Strong documentation and project management skills.
Strong leadership skills including experience managing a team or individuals.
Able to evaluate issues and develop solutions. Self-starter with strong interpersonal and conflict management skills.
May work around standard office conditions.
Repetitive use of a keyboard at a workstation.
Position requires occasional evening or weekend hours.
The retirement plan for this position is Teacher Retirement System of Texas (TRS), subject to the position being at least 20 hours per week and at least 135 days in length.
Complete all sections on the application, including highest level of education, college degrees (if applicable), references and all questions on the application questionnaire. If you are applying for the first time make sure to complete all biographical information including address, email and phone. You may update this at any time by selecting to edit your profile in the application.
Security sensitive; conviction verification conducted on applicant selected.
The University of Texas System Administration is an Equal Opportunity/ Affirmative Action employer. All qualified applicants will receive consideration for employment without regard to race, color, religion, sex, national origin, age, disability, veteran status or sexual orientation. Reasonable disability accommodation may be requested by contacting the Office of Human Resources.

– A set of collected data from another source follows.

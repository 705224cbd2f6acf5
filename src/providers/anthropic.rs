use super::{
    ChatDelta, ChatMessage, ChatRequest, ChatResponse, ChatStream, ContentPart, LlmProvider,
    MessageBody, ProviderError,
};
use async_trait::async_trait;
use futures_util::StreamExt;
use reqwest::Client;
use serde::{Deserialize, Serialize};

#[derive(Clone)]
pub struct AnthropicProvider {
    client: Client,
    base_url: String,
    api_key: String,
    version: String,
    default_model: String,
}

impl AnthropicProvider {
    pub fn new(base_url: String, api_key: String, version: String, default_model: String) -> Self {
        let client = Client::builder().build().expect("reqwest client");
        Self {
            client,
            base_url,
            api_key,
            version,
            default_model,
        }
    }

    /// System-role messages become the request's system string; the rest map
    /// to user/assistant turns with typed content blocks.
    fn shape(messages: &[ChatMessage]) -> (Option<String>, Vec<ReqMsg>) {
        let mut system_parts: Vec<String> = Vec::new();
        let mut shaped: Vec<ReqMsg> = Vec::new();
        for m in messages {
            match m.role.as_str() {
                "system" => {
                    let text = m.text();
                    if !text.is_empty() {
                        system_parts.push(text);
                    }
                }
                "tool" => {
                    if let Some(id) = &m.tool_call_id {
                        let block = serde_json::json!({
                            "type": "tool_result",
                            "tool_use_id": id,
                            "content": m.text(),
                        });
                        shaped.push(ReqMsg {
                            role: "user",
                            content: serde_json::json!([block]),
                        });
                    }
                }
                role => {
                    let mut blocks: Vec<serde_json::Value> = Vec::new();
                    match m.content.as_ref() {
                        Some(MessageBody::Text(text)) => {
                            if !text.is_empty() {
                                blocks.push(serde_json::json!({"type": "text", "text": text}));
                            }
                        }
                        Some(MessageBody::Parts(parts)) => {
                            for part in parts {
                                match part {
                                    ContentPart::Text { text } => blocks
                                        .push(serde_json::json!({"type": "text", "text": text})),
                                    ContentPart::ImageUrl { image_url } => {
                                        if let Some((media_type, data)) =
                                            split_data_uri(&image_url.url)
                                        {
                                            blocks.push(serde_json::json!({
                                                "type": "image",
                                                "source": {
                                                    "type": "base64",
                                                    "media_type": media_type,
                                                    "data": data,
                                                },
                                            }));
                                        }
                                    }
                                    // no video support on this API
                                    ContentPart::VideoUrl { .. } => {}
                                }
                            }
                        }
                        None => {}
                    }
                    if role == "assistant" && let Some(calls) = &m.tool_calls {
                        for call in calls {
                            let input: serde_json::Value =
                                serde_json::from_str(&call.function.arguments)
                                    .unwrap_or(serde_json::Value::Null);
                            blocks.push(serde_json::json!({
                                "type": "tool_use",
                                "id": call.id,
                                "name": call.function.name,
                                "input": input,
                            }));
                        }
                    }
                    if blocks.is_empty() {
                        continue;
                    }
                    shaped.push(ReqMsg {
                        role: if role == "assistant" { "assistant" } else { "user" },
                        content: serde_json::Value::Array(blocks),
                    });
                }
            }
        }
        let system = if system_parts.is_empty() {
            None
        } else {
            Some(system_parts.join("\n\n"))
        };
        (system, shaped)
    }
}

#[derive(Serialize)]
struct ReqMsg {
    role: &'static str,
    content: serde_json::Value,
}

#[derive(Serialize)]
struct Body<'a> {
    model: &'a str,
    messages: Vec<ReqMsg>,
    #[serde(skip_serializing_if = "Option::is_none")]
    system: Option<String>,
    max_tokens: u32,
    #[serde(skip_serializing_if = "Option::is_none")]
    temperature: Option<f32>,
    stream: bool,
}

/// `data:<mime>;base64,<payload>` split without decoding.
fn split_data_uri(uri: &str) -> Option<(&str, &str)> {
    uri.strip_prefix("data:")?.split_once(";base64,")
}

#[async_trait]
impl LlmProvider for AnthropicProvider {
    fn name(&self) -> &str {
        "anthropic"
    }
    fn default_model(&self) -> &str {
        &self.default_model
    }

    async fn list_models(&self) -> Result<Vec<String>, ProviderError> {
        // No public list-models endpoint; return the configured default
        Ok(vec![self.default_model.clone()])
    }

    async fn chat(&self, req: ChatRequest) -> Result<ChatResponse, ProviderError> {
        #[derive(Deserialize)]
        #[serde(tag = "type", rename_all = "snake_case")]
        enum RespContent {
            Text { text: String },
            #[serde(other)]
            Other,
        }
        #[derive(Deserialize)]
        struct RespUsage {
            input_tokens: u32,
            output_tokens: u32,
        }
        #[derive(Deserialize)]
        struct Resp {
            content: Vec<RespContent>,
            usage: Option<RespUsage>,
        }

        let (system, messages) = Self::shape(&req.messages);
        let body = Body {
            model: &req.model,
            messages,
            system,
            max_tokens: req.max_tokens.unwrap_or(1024),
            temperature: req.temperature,
            stream: false,
        };
        let url = format!("{}/v1/messages", self.base_url.trim_end_matches('/'));
        let resp: Resp = self
            .client
            .post(url)
            .header("x-api-key", &self.api_key)
            .header("anthropic-version", &self.version)
            .json(&body)
            .send()
            .await?
            .error_for_status()?
            .json()
            .await?;

        let mut text_acc = String::new();
        for c in resp.content {
            if let RespContent::Text { text } = c {
                text_acc.push_str(&text);
            }
        }
        let usage = resp.usage.map(|u| super::Usage {
            input_tokens: u.input_tokens,
            output_tokens: u.output_tokens,
            total_tokens: u.input_tokens + u.output_tokens,
        });
        Ok(ChatResponse {
            content: Some(text_acc),
            tool_calls: None,
            usage,
        })
    }

    async fn chat_stream(&self, req: ChatRequest) -> Result<ChatStream, ProviderError> {
        #[derive(Deserialize)]
        struct Delta {
            r#type: String,
            #[serde(default)]
            delta: Option<TextDelta>,
        }
        #[derive(Deserialize)]
        struct TextDelta {
            #[serde(default)]
            text: String,
        }

        let (system, messages) = Self::shape(&req.messages);
        let body = Body {
            model: &req.model,
            messages,
            system,
            max_tokens: req.max_tokens.unwrap_or(1024),
            temperature: req.temperature,
            stream: true,
        };
        let url = format!("{}/v1/messages", self.base_url.trim_end_matches('/'));
        let resp = self
            .client
            .post(url)
            .header("x-api-key", &self.api_key)
            .header("anthropic-version", &self.version)
            .json(&body)
            .send()
            .await?
            .error_for_status()?;

        let stream = resp
            .bytes_stream()
            .map(|chunk_res| {
                let bytes = match chunk_res {
                    Ok(b) => b,
                    Err(e) => return Err(ProviderError::Http(e)),
                };
                let text = String::from_utf8_lossy(&bytes);
                let mut out = String::new();
                for line in text.split('\n') {
                    let line = line.trim();
                    if !line.starts_with("data:") {
                        continue;
                    }
                    let data = line.trim_start_matches("data:").trim();
                    if data.is_empty() || data == "[DONE]" {
                        continue;
                    }
                    if let Ok(ev) = serde_json::from_str::<Delta>(data)
                        && ev.r#type == "content_block_delta"
                        && let Some(d) = ev.delta
                    {
                        out.push_str(&d.text);
                    }
                }
                Ok(ChatDelta {
                    delta: if out.is_empty() { None } else { Some(out) },
                })
            })
            .filter(|res| {
                let has_text = res.as_ref().ok().and_then(|d| d.delta.as_ref()).is_some();
                futures_util::future::ready(has_text || res.is_err())
            })
            .boxed();

        Ok(stream)
    }
}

Internal Number: Job ID: 4010
About The University of Texas System
For more than 130 years, The University of Texas System has been committed to improving the lives of Texans and people all over the world through education, research and health care. The University of Texas System is one of the nation’s largest systems of higher education, with 14 institutions that educate more than 217,000 students. Each year, UT institutions award more than one-third of all undergraduate degrees in Texas and almost two-thirds of all health professional degrees. With about 20,000 faculty – including Nobel laureates – and more than 70,000 health care professionals, researchers, student advisors and support staff, the UT System is one of the largest employers in the state. University of Texas institutions are setting the standard for excellence in higher education and will continue do so thanks to our generous donors and the leadership of the Chancellor, the Board of Regents and UT presidents.